Woolworths has won a struggle with US retailer Lowe’s, its joint venture partner in the failed Masters hardware business.
The supermarket chain now has a clear run at selling the property of Masters after an award was made in confidential arbitration between the two parties.
The US homeware retailer is now required to sell its shares in the joint venture company, Hydrox Holdings, for a value determined by an independent expert.
Lowe’s, which owns one-third of the Masters business, had alleged Woolworths was engaging in shareholder oppression, doing deals in the best interests of Woolworths and not the joint venture.
The award means Woolworths can go ahead with the $835 million sale of the Masters properties to the Home Consortium, which includes Aurrum Group, Spotlight Group and Chemist Warehouse.
The properties include 40 freehold trading sites, 21 freehold development sites and 21 leasehold sites. Home Consortium plans to repurpose the former Masters sites into multi‐tenant large format centres.
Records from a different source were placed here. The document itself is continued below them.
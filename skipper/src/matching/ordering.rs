//! The matching tree's total ordering (spec.md §4.2): among every route
//! whose predicates all match, the winner is the one whose [`OrderKey`]
//! compares greatest.

use std::cmp::Reverse;

use crate::route::predicate::{Facet, HostSpecificity, PathSpecificity};
use crate::route::{CompiledRoute, RouteId};

/// Precomputed tie-break key for one route, evaluated once per table build
/// (not per request).
///
/// Field order doubles as comparison priority: cumulative predicate weight,
/// then path specificity, then host specificity, then method specificity,
/// then (reversed) route id so an earlier-sorting id wins ties.
#[derive(Debug, Clone, PartialEq, Eq)]
pub struct OrderKey {
    weight: i64,
    path: Option<PathSpecificity>,
    host: Option<HostSpecificity>,
    method: bool,
    id_desc: Reverse<RouteId>,
}

impl PartialOrd for OrderKey {
    fn partial_cmp(&self, other: &Self) -> Option<std::cmp::Ordering> {
        Some(self.cmp(other))
    }
}

impl Ord for OrderKey {
    fn cmp(&self, other: &Self) -> std::cmp::Ordering {
        self.weight
            .cmp(&other.weight)
            .then_with(|| self.path.cmp(&other.path))
            .then_with(|| self.host.cmp(&other.host))
            .then_with(|| self.method.cmp(&other.method))
            .then_with(|| self.id_desc.cmp(&other.id_desc))
    }
}

impl OrderKey {
    pub fn for_route(route: &CompiledRoute) -> Self {
        let mut path = None;
        let mut host = None;
        let mut method = false;

        for predicate in &route.predicates {
            match predicate.predicate.facet() {
                Facet::Path(spec) => {
                    path = Some(path.map_or(spec, |current: PathSpecificity| current.max(spec)));
                }
                Facet::Host(spec) => {
                    host = Some(host.map_or(spec, |current: HostSpecificity| current.max(spec)));
                }
                Facet::Method => method = true,
                Facet::Other => {}
            }
        }

        Self {
            weight: route.cumulative_weight(),
            path,
            host,
            method,
            id_desc: Reverse(route.id.clone()),
        }
    }
}

#[cfg(test)]
mod tests {
    use super::*;
    use crate::route::backend::Backend;
    use crate::route::predicate::{PathSpecificity, Predicate, RequestInfo};
    use crate::route::PredicateInstance;

    struct StubPredicate(Facet, i32);
    impl Predicate for StubPredicate {
        fn matches(&self, _req: &RequestInfo<'_>) -> bool {
            true
        }
        fn weight(&self) -> i32 {
            self.1
        }
        fn facet(&self) -> Facet {
            self.0
        }
    }

    fn route(id: &str, facet: Facet, weight: i32) -> CompiledRoute {
        CompiledRoute {
            id: id.into(),
            predicates: vec![PredicateInstance {
                name: "stub".into(),
                weight,
                predicate: Box::new(StubPredicate(facet, weight)),
            }],
            filters: vec![],
            backend: Backend::Shunt,
        }
    }

    #[test]
    fn higher_weight_wins() {
        let a = OrderKey::for_route(&route("a", Facet::Other, 10));
        let b = OrderKey::for_route(&route("b", Facet::Other, 5));
        assert!(a > b);
    }

    #[test]
    fn literal_path_beats_regex_path_at_equal_weight() {
        let literal = OrderKey::for_route(&route("a", Facet::Path(PathSpecificity::Literal), 0));
        let regex = OrderKey::for_route(&route("b", Facet::Path(PathSpecificity::Regex), 0));
        assert!(literal > regex);
    }

    #[test]
    fn earlier_id_wins_full_tie() {
        let a = OrderKey::for_route(&route("a", Facet::Other, 0));
        let b = OrderKey::for_route(&route("b", Facet::Other, 0));
        assert!(a > b);
    }
}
Woolworths announced in August last year it was exiting its home improvement division.
The Masters business had been losing about $200 million a year, unlike main competitor Bunnings which is a major contributor to profits at its owner Wesfarmers.
Writedowns of more than $4 billion before tax on its hardware business and flat supermarket sales brought Woolworths to its worst loss in 20 years, $1.23 billion for 2016.
Brad Banducci, who was appointed CEO in February 2016, has been restructuring to turn the business around.
Woolworths in February posted a net profit for the first half of $725.3 million compared with a loss of $972.7 million a year earlier.